Une surveillante pénitentiaire est mutée à la prison de Borgo en Corse, avec son mari et ses deux enfants. Sur place, elle va découvrir en quelque sorte que les détenus surveillent leurs gardiens, et elle va rencontrer un jeune détenu qu'elle a connu auparavant dans son ancienne prison, à Fleury-Mérogis. Une fois qu'il sort de prison, il va lui proposer un marché dangereux.
Je ne connaissais pas le travail de Stéphane Demoustier, mais je sais que La fille au bracelet jouit d'une certaine réputation. Là, il s'attaque au film de prison, genre qui a donné bien des oeuvres de qualité, et celui-ci ne déroge pas à la règle, bien qu'il ressemble par certains côtés au Prophète. Dans le sens où on voit ici l'extérieur influer sur l'intérieur, et vice-versa. On suit tout le long une formidable Hafsia Herzi, qui joue cette gardienne qui ne se laisse pas démonter, bien qu'elle sent au départ qu'elle est sur un autre territoire, en Corse, où les détenus ne veulent pas parler français et qu'ils semblent avoir beaucoup de libertés au sein de l'endroit.

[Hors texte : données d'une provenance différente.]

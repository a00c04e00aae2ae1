//! View-frustum extraction and conservative sphere classification.
//!
//! Planes are extracted from the view-projection matrix with the
//! Griggs-Hartmann method and normalized at construction time, so every
//! later distance query is a single dot product.

use glam::{DMat4, DVec3, DVec4};

/// Plane indices into the frustum planes array.
const LEFT: usize = 0;
const RIGHT: usize = 1;
const BOTTOM: usize = 2;
const TOP: usize = 3;
const NEAR: usize = 4;
const FAR: usize = 5;

/// Result of classifying a sphere against the frustum.
#[derive(Clone, Copy, Debug, PartialEq, Eq)]
pub enum Containment {
    /// Entirely behind at least one plane.
    Outside,
    /// Within the radius of at least one plane; treated as colliding.
    Intersects,
    /// Fully on the interior side of all six planes.
    Inside,
}

/// A view frustum defined by six inward-pointing planes.
///
/// Each plane is `DVec4(a, b, c, d)` where `(a, b, c)` is the unit inward
/// normal and `d` the signed distance term.
#[derive(Clone, Debug)]
pub struct Frustum {
    planes: [DVec4; 6],
}

impl Frustum {
    /// Extract and normalize frustum planes from a combined view-projection
    /// matrix. Works with both perspective and orthographic projections.
    #[must_use]
    pub fn from_view_projection(vp: &DMat4) -> Self {
        let rows = [vp.row(0), vp.row(1), vp.row(2), vp.row(3)];

        let mut planes = [DVec4::ZERO; 6];
        planes[LEFT] = rows[3] + rows[0];
        planes[RIGHT] = rows[3] - rows[0];
        planes[BOTTOM] = rows[3] + rows[1];
        planes[TOP] = rows[3] - rows[1];
        planes[NEAR] = rows[3] + rows[2];
        planes[FAR] = rows[3] - rows[2];

        for plane in &mut planes {
            let len = plane.truncate().length();
            if len > 0.0 {
                *plane /= len;
            }
        }

        Self { planes }
    }

    /// Build a frustum directly from six pre-computed planes. Normalizes
    /// each plane so later tests can assume unit normals.
    #[must_use]
    pub fn from_planes(mut planes: [DVec4; 6]) -> Self {
        for plane in &mut planes {
            let len = plane.truncate().length();
            if len > 0.0 {
                *plane /= len;
            }
        }
        Self { planes }
    }

    /// Classify a sphere against all six planes.
    ///
    /// Conservative: a sphere within its radius of any plane is reported as
    /// [`Containment::Intersects`], never silently culled.
    #[must_use]
    pub fn classify_sphere(&self, center: DVec3, radius: f64) -> Containment {
        let mut result = Containment::Inside;
        for plane in &self.planes {
            let distance = plane.truncate().dot(center) + plane.w;
            if distance < -radius {
                return Containment::Outside;
            }
            if distance < radius {
                result = Containment::Intersects;
            }
        }
        result
    }

    /// Returns true if the sphere is at least partially inside the frustum.
    #[must_use]
    pub fn intersects_sphere(&self, center: DVec3, radius: f64) -> bool {
        self.classify_sphere(center, radius) != Containment::Outside
    }
}
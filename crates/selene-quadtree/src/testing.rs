//! In-memory tile source and recording slot allocator shared by the
//! crate's tests.

use selene_cubesphere::TileAddress;
use selene_stream::{
    PixelBuffer, PixelFormat, SlotId, SlotRegion, StreamError, TextureChannel, TextureSlots,
    TileSource,
};

/// Synthesizes gradient elevation tiles and flat diffuse tiles.
pub struct TestSource {
    size: u32,
}

impl TestSource {
    pub fn new(size: u32) -> Self {
        Self { size }
    }
}

impl TileSource for TestSource {
    fn elevation_size(&self) -> u32 {
        self.size
    }

    fn diffuse_size(&self) -> u32 {
        self.size
    }

    fn load_elevation(&self, address: TileAddress) -> Result<PixelBuffer, StreamError> {
        let mut texels = Vec::with_capacity((self.size * self.size) as usize);
        for y in 0..self.size {
            for x in 0..self.size {
                // Vary with position and level so windows are distinguishable.
                texels.push((u32::from(address.level) * 256 + y * self.size + x) as u16);
            }
        }
        Ok(PixelBuffer::from_raw(
            self.size,
            self.size,
            PixelFormat::R16,
            bytemuck::cast_slice(&texels).to_vec(),
        ))
    }

    fn load_diffuse(&self, _address: TileAddress) -> Result<PixelBuffer, StreamError> {
        let len = (self.size * self.size * 4) as usize;
        Ok(PixelBuffer::from_raw(
            self.size,
            self.size,
            PixelFormat::Rgba8,
            vec![200; len],
        ))
    }
}

/// Sequential-id allocator that records every allocation, upload, and free.
#[derive(Default)]
pub struct RecordingSlots {
    next: u32,
    pub allocated: Vec<(TextureChannel, SlotId)>,
    pub uploaded: Vec<(TextureChannel, SlotId)>,
    pub freed: Vec<(TextureChannel, SlotId)>,
}

impl RecordingSlots {
    /// Slots currently allocated and not freed.
    pub fn live_count(&self) -> usize {
        self.allocated.len() - self.freed.len()
    }
}

impl TextureSlots for RecordingSlots {
    fn allocate(
        &mut self,
        channel: TextureChannel,
        _address: TileAddress,
    ) -> Result<SlotRegion, StreamError> {
        let slot = SlotId(self.next);
        self.next += 1;
        self.allocated.push((channel, slot));
        Ok(SlotRegion {
            slot,
            offset: [0.0, 0.0],
            size: 1.0,
        })
    }

    fn upload(&mut self, channel: TextureChannel, slot: SlotId, _pixels: &PixelBuffer) {
        self.uploaded.push((channel, slot));
    }

    fn free(&mut self, channel: TextureChannel, slot: SlotId) {
        self.freed.push((channel, slot));
    }
}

L'histoire racontée dans Borga est tirée d'un fait-divers, mais là où Demoustier aurait pu nous raconter tout ça de manière plan-plan se dessine un travail impressionnant sur le montage où, sans trop en dire, le film est sur deux lignes temporelles qui vont se rejoindre lors d'une garde en vue de deux personnes, qui semblent se répondre l'un à l'autre.

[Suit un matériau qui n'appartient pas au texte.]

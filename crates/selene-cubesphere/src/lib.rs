//! Cube-sphere geometry: face bases, the face-local-to-sphere mapping, and tile addressing.

mod cube_face;
mod mapping;
mod tile_address;

pub use cube_face::CubeFace;
pub use mapping::{cubify, face_to_cube, map_to_sphere};
pub use tile_address::{TileAddress, TileWindow};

On sent que tout ceci a été préparé en amont, notamment les plans dans la prison où celle-ci a l'air défraichie avec la peinture qui s'écaille sur les murs, pour une histoire assez diabolique, où la Corse a l'air d'être un territoire en soi.
Peut-être est-ce un peu long, mais Borgo fait montre d'une certaine maitrise de la part de son réalisateur, qui me donne envie de voir ses films précédents.